And yeah, we've developed many features around location.
Okay, and so you got this working and clearly this is a lot of private data where people's families are, where their kids are, and stuff like that.
So let's talk about privacy in this context.
I understand that you actually train people in Zenly on what it means to be private, to use private data.
Can you talk a little bit about that? Yes, so basically privacy, if you allow me to come back a little bit in time, I mean I would say the world started to deal massively with privacy when GDPR came into effect in 2018.
It doesn't mean that people didn't care before, it's just like suddenly you had no choice then to deal with.
Zenly, we knew from the start we are dealing with information and data that can, that is I mean very private, that may require I mean a lot of computation to be understandable, but basically I mean it shows private people.
And so we've decided to say, okay, how are we going to tackle the topic generally in the company?
And what I found out is that something very effective is first to explain people what is privacy and what will be part of their job.
And I can extend into the job in area they may not expect.
And so we've developed internal trainings and I found this a very efficient way to have people suddenly understand, oh this is all about it, this is not about this idea I have about privacy.
Because in privacy you have a mix between legal text, you have the mix between the culture of the people and how they're going to be receptive to the notion of privacy, just by their education, where they grew up, how they grew up.
And you also have behind it everything you need to do technically or product-wise in the company.
The implication, the technical implication can be go very far away and have a lot of, so I mean impact on the way you're going to store, manipulate under data.
On the product side, I mean you have to decide if, oh what does this mean to be privacy?
Zenly is definitely for close friends and you don't want to be in a case where basically privacy is going to be handled at many level and product level, not only from the, I would say, position point of view, but also about, hey who is this person that for example is sending me an invitation?
You want to protect the person sending an invitation, but still you want to have the person receiving the invitation being able to refuse if they say, no this is too far from me, I have no idea about who this person, no idea about who this person could be, I would say.
And so this is why we develop some trainings and then something I'm really, I found out like in many things, education is the first basis you need to have because you can give guidelines, you can say, you can give rules, but inherently people need to get a kind of internal feeling about, okay what I'm doing here is right or what I'm doing here is not on the right way.
So that's there are many parts in this privacy training, if you allow me to continue.
Yeah I'd love to, I mean one of the things you mentioned was you have like legal texts, like privacy policies and stuff like that, how do you translate that into something that practically an engineer for example can interpret and so they can understand when they're designing something and actually when they're coding it?
So that's, you first need to understand about, so the legal texts, they can be so very dense, but they can be also, sometimes you will find them pretty gray, it's not black and white.
I'm going to give a few examples, going to translate it to technical areas.
You, many people expect when they have to deal with legal topics that somebody will tell them, oh you're right or you're wrong.
And if you look at the legal text, it's kind of funny, I take two definitions, like if I take the definition of user personal data, personal data is data that may contribute, that can contribute directly or indirectly to the identification of someone, so it's finding back.
Then you have this notion about indirectly, what does that mean?
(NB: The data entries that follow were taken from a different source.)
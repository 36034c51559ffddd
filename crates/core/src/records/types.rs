//! Strong types for record timestamps.

use std::fmt;
use std::str::FromStr;

use chrono::{DateTime, NaiveDateTime, SubsecRound, Utc};
use serde::{Deserialize, Deserializer, Serialize, Serializer};

use tickerwire_market_data::FILE_TIMESTAMP_FORMAT;

/// Canonical text form: `2024-01-02T03:04:05Z`.
pub const FETCH_TIMESTAMP_FORMAT: &str = "%Y-%m-%dT%H:%M:%SZ";

// =============================================================================
// FetchTimestamp
// =============================================================================

/// The single instant a run fetched its data, truncated to whole seconds.
///
/// Every record of a run carries the same value; together with the record's own key
/// it forms the natural key in storage. It is stored and compared in its canonical
/// text form, which sorts chronologically.
#[derive(Debug, Clone, Copy, PartialEq, Eq, Hash, PartialOrd, Ord)]
pub struct FetchTimestamp(DateTime<Utc>);

impl FetchTimestamp {
    pub fn new(at: DateTime<Utc>) -> Self {
        Self(at.trunc_subsecs(0))
    }

    pub fn now() -> Self {
        Self::new(Utc::now())
    }

    pub fn as_datetime(&self) -> DateTime<Utc> {
        self.0
    }

    /// Suffix used in artifact file names (`20240102_030405`).
    pub fn file_stamp(&self) -> String {
        self.0.format(FILE_TIMESTAMP_FORMAT).to_string()
    }
}

impl fmt::Display for FetchTimestamp {
    fn fmt(&self, f: &mut fmt::Formatter<'_>) -> fmt::Result {
        write!(f, "{}", self.0.format(FETCH_TIMESTAMP_FORMAT))
    }
}

impl From<DateTime<Utc>> for FetchTimestamp {
    fn from(at: DateTime<Utc>) -> Self {
        Self::new(at)
    }
}

impl FromStr for FetchTimestamp {
    type Err = chrono::ParseError;

    fn from_str(s: &str) -> Result<Self, Self::Err> {
        match NaiveDateTime::parse_from_str(s, FETCH_TIMESTAMP_FORMAT) {
            Ok(naive) => Ok(Self::new(naive.and_utc())),
            Err(_) => DateTime::parse_from_rfc3339(s).map(|dt| Self::new(dt.with_timezone(&Utc))),
        }
    }
}

impl Serialize for FetchTimestamp {
    fn serialize<S: Serializer>(&self, serializer: S) -> Result<S::Ok, S::Error> {
        serializer.collect_str(self)
    }
}

impl<'de> Deserialize<'de> for FetchTimestamp {
    fn deserialize<D: Deserializer<'de>>(deserializer: D) -> Result<Self, D::Error> {
        let raw = String::deserialize(deserializer)?;
        raw.parse().map_err(serde::de::Error::custom)
    }
}

#[cfg(test)]
mod tests {
    use super::*;
    use chrono::TimeZone;

    #[test]
    fn test_display_is_canonical_iso() {
        let at = Utc.with_ymd_and_hms(2024, 1, 2, 3, 4, 5).unwrap();
        let ts = FetchTimestamp::new(at + chrono::Duration::milliseconds(750));
        assert_eq!(ts.to_string(), "2024-01-02T03:04:05Z");
        assert_eq!(ts.file_stamp(), "20240102_030405");
    }

    #[test]
    fn test_parse_roundtrips_and_accepts_offsets() {
        let ts: FetchTimestamp = "2024-01-02T03:04:05Z".parse().unwrap();
        assert_eq!(ts.to_string(), "2024-01-02T03:04:05Z");

        let shifted: FetchTimestamp = "2024-01-02T05:04:05+02:00".parse().unwrap();
        assert_eq!(shifted, ts);
    }

    #[test]
    fn test_text_order_matches_time_order() {
        let early = FetchTimestamp::new(Utc.with_ymd_and_hms(2023, 12, 31, 23, 59, 59).unwrap());
        let late = FetchTimestamp::new(Utc.with_ymd_and_hms(2024, 1, 1, 0, 0, 0).unwrap());
        assert!(early < late);
        assert!(early.to_string() < late.to_string());
    }
}
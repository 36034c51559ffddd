use std::fmt::Write as _;
use std::process::ExitCode;
use std::sync::Arc;

use tickerwire_core::store::PipelineStore;
use tickerwire_core::{
    DatasetKind, PipelineConfig, PipelineRun, PipelineService, RecordFilter, RunOptions,
    RunOutcome,
};
use tickerwire_market_data::FeedClient;
use tickerwire_storage_sqlite::SqlitePipelineStore;

const RULE_WIDTH: usize = 80;

pub async fn run(
    config: &PipelineConfig,
    store: Arc<SqlitePipelineStore>,
    skip_news: bool,
) -> anyhow::Result<ExitCode> {
    let source = Arc::new(FeedClient::new(config.feed_settings()));
    let service = PipelineService::new(store, source, config);

    let mut options = RunOptions::default();
    if skip_news {
        options.skip.push(DatasetKind::News);
    }
    let outcome = service.run(options).await?;
    print!("{}", execution_summary(&outcome));

    Ok(if outcome.status().is_success() {
        ExitCode::SUCCESS
    } else {
        ExitCode::FAILURE
    })
}

pub fn history(store: &dyn PipelineStore, limit: u32) -> anyhow::Result<ExitCode> {
    let runs = store.history(i64::from(limit))?;
    if runs.is_empty() {
        println!("No pipeline runs recorded.");
    }
    for run in &runs {
        println!("{}", history_line(run));
    }
    Ok(ExitCode::SUCCESS)
}

pub fn latest(store: &dyn PipelineStore, kind: DatasetKind, limit: u32) -> anyhow::Result<ExitCode> {
    let dataset = store.query(kind, &RecordFilter::default(), Some(i64::from(limit)))?;
    println!("{}", dataset.columns().join("\t"));
    for row in dataset.rows() {
        println!("{}", row.join("\t"));
    }
    Ok(ExitCode::SUCCESS)
}

pub fn stats(store: &dyn PipelineStore, config: &PipelineConfig) -> anyhow::Result<ExitCode> {
    println!("database: {}", config.database_path.display());
    for (table, rows) in store.stats()? {
        println!("{:<20} {}", table, rows);
    }
    Ok(ExitCode::SUCCESS)
}

pub fn history_line(run: &PipelineRun) -> String {
    let ended = run
        .end_time
        .map(|t| t.format("%Y-%m-%d %H:%M:%S").to_string())
        .unwrap_or_else(|| "-".to_string());
    let mut line = format!(
        "{}  {}  {:<16} ended {}  market={} news={}",
        run.run_id,
        run.start_time.format("%Y-%m-%d %H:%M:%S"),
        run.status,
        ended,
        run.market_records_processed,
        run.news_records_processed,
    );
    if let Some(message) = &run.error_message {
        let _ = write!(line, "  error: {}", message);
    }
    line
}

pub fn execution_summary(outcome: &RunOutcome) -> String {
    let rule = "=".repeat(RULE_WIDTH);
    let mut out = String::new();

    let _ = writeln!(out, "\n{}", rule);
    let _ = writeln!(out, "PIPELINE EXECUTION SUMMARY");
    let _ = writeln!(out, "{}", rule);
    let _ = writeln!(out, "Run: {}", outcome.run.run_id);
    let _ = writeln!(out, "Status: {}", outcome.status());
    let _ = writeln!(
        out,
        "Duration: {:.2} seconds",
        outcome.duration.as_secs_f64()
    );
    let _ = writeln!(out, "Fetch timestamp: {}", outcome.fetch_timestamp);
    let _ = writeln!(
        out,
        "Market records processed: {}",
        outcome.run.market_records_processed
    );
    let _ = writeln!(
        out,
        "News records processed: {}",
        outcome.run.news_records_processed
    );

    for dataset in &outcome.datasets {
        let source = dataset.data_source.as_deref().unwrap_or("-");
        let _ = writeln!(
            out,
            "  {:<6} fetched={} cleaned={} dropped={} stored={} source={}",
            dataset.kind, dataset.fetched, dataset.cleaned, dataset.dropped, dataset.stored, source
        );
        if let Some(failure) = &dataset.failure {
            let _ = writeln!(out, "         failed in {}: {}", failure.stage, failure.message);
        }
    }

    if let Some(report) = &outcome.artifacts.report_path {
        let _ = writeln!(out, "\nReport saved to: {}", report.display());
    }
    let _ = writeln!(out, "CSV exports: {}", outcome.artifacts.dataset_csvs.len());
    if let Some(error) = &outcome.run.error_message {
        let _ = writeln!(out, "Error: {}", error);
    }
    let _ = writeln!(out, "{}", rule);
    out
}

#[cfg(test)]
mod tests {
    use super::*;
    use std::path::PathBuf;
    use std::time::Duration;
    use tickerwire_core::pipeline::{DatasetOutcome, StageFailure};
    use tickerwire_core::reporting::ReportArtifacts;
    use tickerwire_core::{FetchTimestamp, RunCounts, RunStatus};

    fn dataset(kind: DatasetKind) -> DatasetOutcome {
        DatasetOutcome {
            kind,
            fetched: 2,
            used_fallback: false,
            data_source: Some(kind.live_source().to_string()),
            snapshot_path: None,
            cleaned: 1,
            dropped: 1,
            export_path: None,
            stored: 1,
            failure: None,
        }
    }

    fn outcome(status: RunStatus, error: Option<&str>) -> RunOutcome {
        let mut run = PipelineRun::new();
        run.advance(RunStatus::Reporting).unwrap();
        run.finalize(
            status,
            RunCounts { market: 1, news: 0 },
            error.map(str::to_string),
        )
        .unwrap();

        let mut news = dataset(DatasetKind::News);
        if status == RunStatus::Failed {
            news.stored = 0;
            news.failure = Some(StageFailure {
                stage: RunStatus::Storing,
                message: "disk I/O error".to_string(),
            });
        }

        RunOutcome {
            run,
            fetch_timestamp: FetchTimestamp::now(),
            datasets: vec![dataset(DatasetKind::Market), news],
            artifacts: ReportArtifacts {
                report_path: Some(PathBuf::from("reports/daily_report_20240501_120000.txt")),
                dataset_csvs: vec![PathBuf::from("reports/market_data_20240501_120000.csv")],
                summary_csv: None,
            },
            stats: Default::default(),
            duration: Duration::from_millis(1500),
        }
    }

    #[test]
    fn test_summary_reports_counts_and_report_path() {
        let text = execution_summary(&outcome(RunStatus::Succeeded, None));
        assert!(text.contains("Status: SUCCEEDED"));
        assert!(text.contains("Duration: 1.50 seconds"));
        assert!(text.contains("Market records processed: 1"));
        assert!(text.contains("daily_report_20240501_120000.txt"));
        assert!(text.contains("CSV exports: 1"));
        assert!(!text.contains("Error:"));
    }

    #[test]
    fn test_summary_shows_failure_stage() {
        let text = execution_summary(&outcome(
            RunStatus::Failed,
            Some("storing/news: disk I/O error"),
        ));
        assert!(text.contains("Status: FAILED"));
        assert!(text.contains("failed in STORING: disk I/O error"));
        assert!(text.contains("Error: storing/news: disk I/O error"));
    }

    #[test]
    fn test_history_line_marks_open_runs() {
        let run = PipelineRun::new();
        let line = history_line(&run);
        assert!(line.contains("INITIALIZED"));
        assert!(line.contains("ended -"));
    }
}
Does that mean is it enough?
No. Does that mean it can help? Yes. Does that mean it needs some context to help?
Probably. So all these texts, when an engineer will tell you, okay just tell me what is private or not private, sometimes you cannot answer, it may depend on what's going to be available at that time to consider it private or not private, so you will transfer data where you will do the processing and this type of information.
Other, another fine line in the text which I found always interesting is about anonymization.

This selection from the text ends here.